In his book “Irresistible Revolution” Shane Claiborne states “I am convinced that Jesus came not simply to make bad people good, but to bring dead people to life.” This is a perfect description of what Jesus Christ has done for me and how he as radically changed my life.
I grew up in a Christian family and have attended church all my life. I grew up with two loving parents that followed Jesus and gave plenty of effort teaching me about him. But despite their influence and teaching, there was a major flaw in my thinking. Even though I knew all the right answers in my head, I still felt I had to earn God’s love, and without certain actions, I would not have his complete love or approval.

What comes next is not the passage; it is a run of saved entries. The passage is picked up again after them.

//! paydesk - Order lifecycle and approval core
//!
//! Processes money-moving orders (wallet top-ups, withdrawals, admin
//! adjustments) for a gaming platform where every order passes a human
//! or bot approval step before funds move. Every status change is
//! audited, and the balance side effect executes at most once per order
//! no matter how many actors race on the same approval control.
//!
//! # Architecture
//!
//! ```text
//! ┌──────────┐    ┌──────────┐    ┌───────────┐    ┌──────────┐
//! │ Handlers │───▶│ Approval │───▶│ Lifecycle │───▶│  Engine  │
//! │ (extern) │    │ Service  │    │  Helpers  │    │ (FSM+CAS)│
//! └──────────┘    └────┬─────┘    └───────────┘    └────┬─────┘
//!                      │                                │
//!                 ┌────▼─────┐                     ┌────▼─────┐
//!                 │ Accounts │                     │  Orders  │
//!                 │ + Ledger │                     │ + Audit  │
//!                 └──────────┘                     └──────────┘
//! ```
//!
//! # Modules
//!
//! - [`order`] - status FSM, transition engine, lifecycle helpers, stores
//! - [`account`] - wallet balances and the transactional credit/debit paths
//! - [`ledger`] - immutable balance-change entries (before/after balances)
//! - [`approval`] - orchestrator, replay guards, actor permission gate
//! - [`notify`] - outcome event emission (fire-and-forget)
//! - [`clock`] - injectable time source
//! - [`config`] / [`logging`] / [`db`] - service plumbing

pub mod account;
pub mod approval;
pub mod clock;
pub mod config;
pub mod db;
pub mod ledger;
pub mod logging;
pub mod notify;
pub mod order;

// Convenient re-exports at crate root
pub use account::{Account, AccountStore, MemoryAccountStore, PgAccountStore};
pub use approval::{
    ActorDirectory, ApprovalAction, ApprovalGuards, ApprovalResult, ApprovalService, Capability,
    GuardConfig, StaticActorGate,
};
pub use clock::{Clock, ManualClock, SystemClock};
pub use config::AppConfig;
pub use db::Database;
pub use ledger::{EntryKind, LedgerEntry};
pub use notify::{EventKind, LogNotifier, NotificationEvent, Notifier, RecordingNotifier};
pub use order::{
    Actor, ActorType, AuditEntry, ExpirySweeper, Lifecycle, MemoryOrderStore, NewOrder, OrderError,
    OrderId, OrderRecord, OrderStatus, OrderStore, OrderType, PgOrderStore, SweeperConfig,
    TransitionEngine, TransitionOutcome,
};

I constantly tried to please God. I did the right things, said the right words, and had a lot of pride as a result, but still felt like I was falling short. I felt that I constantly let God down – because even though I tried to do all the right things, I knew my heart was wicked. I knew my failures and sin that wasn’t necessarily evident to others. I was trying to earn God’s favor and other’s favor – so in essence I was doing the ‘right’ things for my own glory. It may seem dumb because I still had a good and easy life growing up, but I became so frustrated with these feelings that I was very depressed throughout my high school years. I felt that no matter how hard I tried, I was never going to be good enough to earn God’s favor. I battled frustration and anger internally. I hated myself and constantly battled a desire to end my life.
I was always afraid to share with others these feelings I had. I was ashamed of how I felt and thought I needed to get my act together on my own. I felt like in expressing how I felt, I would be letting others down and that they would question my faith. However, I eventually told a group of people I was close to about my struggles. They prayed over me, encouraged me, and spoke truth in my life from God’s word about how He really views us. I definitely felt a big weight off my shoulders – but the battle was not over. I still continued to have some of these same thoughts and feelings, but now I had support in dealing with them. Telling others about my struggles and exposing those lies was a major turning point for me. For the first time in my life, I really felt loved despite my short comings. I still knew no matter how hard I tried, I would never be good enough to earn God’s favor, but that’s the point! God knew I would not be good enough – all have sinned and fallen short of the glory of God – that’s why he sent Jesus. To be the perfect sacrifice for my sins – even though I didn’t deserve it. Romans 5:8 says “but God demonstrates his own love for us in this: while we were still sinners Christ died for us.”
It is impossible to give someone something you don’t have. It’s impossible to truly tell people about something that you haven’t experienced yourself. Before when I tried to love people and do good – it was out of my own power. I did it because that’s what I was taught, that’s what was the ‘right thing to do’, because it would earn God’s favor, and because I would look better to others. That wasn’t God’s love I was sharing, it was my own love for my own selfish needs and desires. However, once God gave me this turning point and helped me realize there was nothing I could do to earn God’s love and that He loved me despite my shortcomings, this radically changed everything.
This is what gives me hope – I am not relying on myself who I know will constantly fall short – but a Savior who accomplished what no one else could. I will continue to fall short but like Paul said in 2 Corinthians 12:9-10, “Jesus said, ‘My grace is sufficient for you, for my power is made perfect in weakness. Therefore, I will boast all the more gladly about my weaknesses so that Christ’s power may rest on me. That is why, for Christ’s sake, I delight in weaknesses, in insults, in hardships, in persecutions, in difficulties. For when I am weak, then I am strong.”
Because of what Christ did, now I can truly show mercy to others – not because of anything I have done, but because I have been shown mercy when I didn’t deserve it.
I truly feel I can love my neighbor and my enemies – not because of anything I have done, but because despite me being unlovable, He has loved me.
Jesus hasn’t made my behavior change from bad to good, I was a “good” kid growing up, but I still felt dead and empty inside. Jesus has taken myself; a wretched, depressed, yet prideful sinner who tried to look like he had it together on the outside but felt completely dead on the inside; and made me alive. He has shown me how to live, and given me a reason to live.
The gospel is not about Him loving us because of anything we have done. The gospel is Him loving us despite anything we have done. He loves us now, even while we were still sinners, and sent His son to die for us. This is how Jesus Christ has radically changed my life and is continuing to do so. This is the Gospel and this truly is GOOD NEWS!